The Congress perceived the problem and legislated that the President must inform Congress on how the FBI was using the Patriot Act. The President, in signing the renewed Patriot Act, attached a signing statement, essentially proclaiming that he did not feel compelled to comply with the provision.

He wrote: ''The executive branch shall construe the provisions . . . that call for furnishing information to entities outside the executive branch . . . in a manner consistent with the president's constitutional authority to supervise the unitary executive branch and to withhold information . . . "

In other words, the executive branch has the constitutional authority to ignore the Congress on such matters- according to Bush. This is consistent with the administrations view of an all-powerful unitary executive. This constitutional authority is far from being expressly granted and the interpretation is favored by a smail minority of legal scholars.

Such a powerful executive is viewed by many to be a threat to the seperation of powers and to the rights of American citizens. There is a history of this type of abuse. During the Cold War the NSA, FBI and CIA conducted mass surveillance of civil rights and antiwar organizations. Dr. Martin Luther King was among those tracked and branded as "a subversive" and a "security threat." The information gathered by these agencies was used to intimidate and undermine the work of legitimate political organizations and leaders.

The Senate’s Church Committee hearings of the 1970's revealed these tactics and led to the enactment of the Foreign Intelligence Surveillance Act (FISA). Senator Frank Church warned that the NSA's “capability at any time could be turned around on the American people...and no American would have any privacy left … There would be no place to hide.”

The public must not accept a roll-back in these protections. They arose in response to abuses that occured in a similar time- when security concerns often blinded the public and government actors. The right to protest is essential to democracy, especially during times of war and unrest.
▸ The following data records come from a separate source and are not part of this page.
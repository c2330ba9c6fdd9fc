use clap::Parser;
use log::{error, info, LevelFilter};
use log4rs::{
  append::console::ConsoleAppender,
  config::{Appender, Root},
  encode::pattern::PatternEncoder,
  Config,
};
use mio_extras::channel as mio_channel;
use rtx_recorder::{
  config::RecorderConfig,
  node::RecorderNode,
  recorder::StepRecorder,
  schema::DatasetConfig,
  writer::{CountingWriter, EpisodeWriter, FileBackendWriterBuilder},
  Error, Result,
};

fn main() {
  let config = RecorderConfig::parse();

  if let Err(e) = configure_logging(&config) {
    eprintln!("{}", e);
    std::process::exit(1);
  }

  if let Err(e) = run(&config) {
    error!("Recorder stopped: {}", e);
    std::process::exit(1);
  }
}

fn configure_logging(config: &RecorderConfig) -> Result<()> {
  match &config.log_config {
    Some(path) => log4rs::init_file(path, Default::default()).map_err(|e| Error::Config {
      reason: format!("log config {}: {}", path.display(), e),
    }),
    None => {
      let stdout = ConsoleAppender::builder()
        .encoder(Box::new(PatternEncoder::new(
          "{d(%H:%M:%S%.3f)} {h({l})} {t} - {m}{n}",
        )))
        .build();
      let log_config = Config::builder()
        .appender(Appender::builder().build("stdout", Box::new(stdout)))
        .build(Root::builder().appender("stdout").build(LevelFilter::Info))
        .map_err(|e| Error::Config {
          reason: e.to_string(),
        })?;
      log4rs::init_config(log_config).map_err(|e| Error::Config {
        reason: e.to_string(),
      })?;
      Ok(())
    }
  }
}

fn run(config: &RecorderConfig) -> Result<()> {
  config.validate()?;

  let (stop_sender, stop_receiver) = mio_channel::sync_channel::<()>(1);
  ctrlc::set_handler(move || {
    // ignore errors, as we are quitting anyway
    stop_sender.try_send(()).unwrap_or(());
  })
  .map_err(|e| Error::Config {
    reason: format!("cannot install Ctrl-C handler: {}", e),
  })?;

  let ds_config = DatasetConfig::rt_x(&config.dataset_name);
  let writer: Box<dyn EpisodeWriter> = if config.dry_run {
    info!("Dry run, episodes are counted and not written.");
    Box::new(CountingWriter::new())
  } else {
    Box::new(
      FileBackendWriterBuilder::new(ds_config.clone())
        .data_directory(&config.data_dir)
        .split_name(&config.split)
        .max_episodes_per_file(config.max_episodes_per_file)
        .build()?,
    )
  };
  let mut recorder = StepRecorder::new(ds_config, writer);

  let mut node = RecorderNode::new(config)?;
  info!("Press Ctrl-C to quit.");
  let spin_result = node.spin(&mut recorder, &stop_receiver);
  node.shutdown();

  // flush the open episode even if spinning failed
  let finish_result = recorder.finish().map(|_| ());
  spin_result.and(finish_result)
}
To hand absolute power to the executive is a dangerous proposition and could easily produce a situation where the people no longer have any control over the government.

Some will say that if it helps to stop terrorism than its worth sacrificing some rights. I contend that it is never wise to sacrifice fundamental rights- but beyond that- this is not an effective counter-terrorism strategy. The FBI should be focused on serious national security threats, not Greenpeace, the ACLU, PETA or Move On. These organizations may be a threat to the political status quo, but they are not a threat to security. The greatest threat to liberty in America is an unchecked executive branch.